CHENNAI: Arakku red, Vendhiya yellow, Ramar blue, Biscuit brown, Sneha pink, Peacock green — these are all some of the names that fly off his mouth. “I can recount the exact shade more accurately through their number,” he says as he unfurls spools of vibrant-coloured threads.

he.jpgThey are the life-seed of the famous Kancheepuram silk sarees that spill out on numerous counters, shelves, stores and are tucked away safely at homes. “They are 100 per cent pure silk threads,” says B Krishnamoorthy, pointing to a small number inscribed on the side. He is a National Award winning weaver of the famous Kanchipuram silk and has been pedalling away on a loom for years now.  Even on a Sunday, his workshop looks like any business-day. The looms are midway through their weaving – one is lacing the horizontal ‘weft’ silver zari across a plum coloured spread of sheer cloth, while another is punching traditional patterns of gold zari on the thin border of a whole saree with ‘butta’ designs marking the contour of the cloth, giving it a quaint look and an even softer touch.

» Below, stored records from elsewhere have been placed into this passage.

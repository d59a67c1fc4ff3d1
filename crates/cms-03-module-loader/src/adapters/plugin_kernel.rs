//! # Plugin Kernel Handle
//!
//! What a live plugin holds instead of the real kernel. Every registration
//! and call is pinned to the plugin's own `moduleName` as
//! [`ModuleType::Community`]:
//!
//! | Operation | Foreign `moduleName` | Core `moduleType` |
//! |-----------|----------------------|-------------------|
//! | `on`      | refused              | refused           |
//! | `emit`    | refused, reply `Forbidden` | rewritten to community |
//! | `off`     | only ids this handle registered | - |
//!
//! Calls without a `moduleName` pass through so the kernel drops them the
//! way it drops any anonymous call.

use parking_lot::Mutex;
use shared_bus::{EventName, Handler, KernelHandle, ListenerId, Reply};
use shared_types::{BusError, ModuleType, Payload};
use std::collections::HashSet;
use std::fmt;
use std::sync::Arc;
use tracing::warn;

/// A [`KernelHandle`] bound to one plugin's identity.
pub struct PluginKernel {
    inner: Arc<dyn KernelHandle>,
    module_name: String,
    owned: Mutex<HashSet<ListenerId>>,
}

impl PluginKernel {
    pub fn new(inner: Arc<dyn KernelHandle>, module_name: impl Into<String>) -> Self {
        Self {
            inner,
            module_name: module_name.into(),
            owned: Mutex::new(HashSet::new()),
        }
    }

    /// The identity every call is pinned to.
    pub fn module_name(&self) -> &str {
        &self.module_name
    }
}

impl KernelHandle for PluginKernel {
    fn emit(&self, event: EventName, mut payload: Payload, reply: Reply) -> bool {
        if let Some(claimed) = payload.module_name.as_deref() {
            if claimed != self.module_name {
                warn!(module = %self.module_name, claimed, event = %event, "Plugin call under a foreign moduleName refused");
                reply.err(BusError::Forbidden(format!(
                    "{} may not call as {claimed:?}",
                    self.module_name
                )));
                return false;
            }
            payload.module_type = Some(ModuleType::Community);
        }
        self.inner.emit(event, payload, reply)
    }

    fn on(
        &self,
        event: EventName,
        module_name: &str,
        module_type: ModuleType,
        handler: Handler,
    ) -> Option<ListenerId> {
        if module_name != self.module_name || module_type != ModuleType::Community {
            warn!(
                module = %self.module_name,
                claimed = module_name,
                claimed_type = %module_type,
                event = %event,
                "Plugin listener registration outside its own identity refused"
            );
            return None;
        }
        let id = self.inner.on(event, &self.module_name, ModuleType::Community, handler)?;
        self.owned.lock().insert(id);
        Some(id)
    }

    fn off(&self, id: ListenerId) -> bool {
        if !self.owned.lock().remove(&id) {
            return false;
        }
        self.inner.off(id)
    }
}

impl fmt::Debug for PluginKernel {
    fn fmt(&self, f: &mut fmt::Formatter<'_>) -> fmt::Result {
        f.debug_struct("PluginKernel")
            .field("module_name", &self.module_name)
            .field("listeners", &self.owned.lock().len())
            .finish_non_exhaustive()
    }
}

“This is an old fashioned variety I’m working on; we don’t see these styles anymore,” he rues. “I’ve dedicated four decades of my life to the loom. I’ve seen many weaves, designs and colours fall through the cracks and slip away. I’ve retained a style and kept-alive the trade that was passed-on to me by my ancestors over three generations.”

A big surprise awaits us: it is the one that he poured two years of work into, drawing out the designs, making brown paper-replica and setting up the loom — all of which took over many months, before he began to pedal and weave it into existence. He calls it his “life project”, and rightfully so!

Krishnamoorthy carefully unwraps it from a white cloth (“the safest way to preserve Silk sarees. It should not be wrapped in newspaper or kept in boxes that can contaminate patterns”) and out flows a river of red and gold. It is a temple of designs — ornate animals, swirls, spokes, checkered patterns along with tens of hundreds of different flowers blooming across the length of the silk. He has spent `3 lakh of his savings crafting the designs he had imagined onto a saree, “Not to mount on a pricey counter but to preserve for posterity”, he explains. It is a magnificent work of 5,000 designs embedded in a hand-woven Kanchee-puram silk that rolls out for metres together, enveloping the whole room in its silken zari-filled luster. “Its 25-meters long, five times the size of a regular saree. I haven’t repeated even one design anywhere in the cloth,” he says proudly.

And true to his word, none of the designs have been repeated even once! The months he spent on meticulous planning of models and notes have worked, as the saree is a masterpiece. “I’ve shown it to students from colleges like NIFT, NID Ahmedabad and  Salem Institute of Fashion Technology who come home every year. Besides, I also teach them design techniques. I would like to share my knowledge with as many students as possible,” he adds.

He and his wife Jayanthi, fold back into smaller yards this special saree, which has no predecessor to speak of. “I hope it can serve as a library of designs,” he smiles. The breadth of his passion towards his trade is only accentuated by the frenzy with which he searches for the right saree to explain the different styles that exist.

“It’s like his life source, he forgets everything while sketching and weaving,” chuckles his wife.  Krishnamoorthy also talks about the fading community of silk weavers, the modern implements used in design and what it’s like to be a patron of the art. Fishing out five or six thick-bound books of hand-drawn designs, he points out, “Elephants, yaalis, peacocks, mangoes – most designs are temple-centric. But how they look on a sari and its combination is entirely up to me and my imagination.”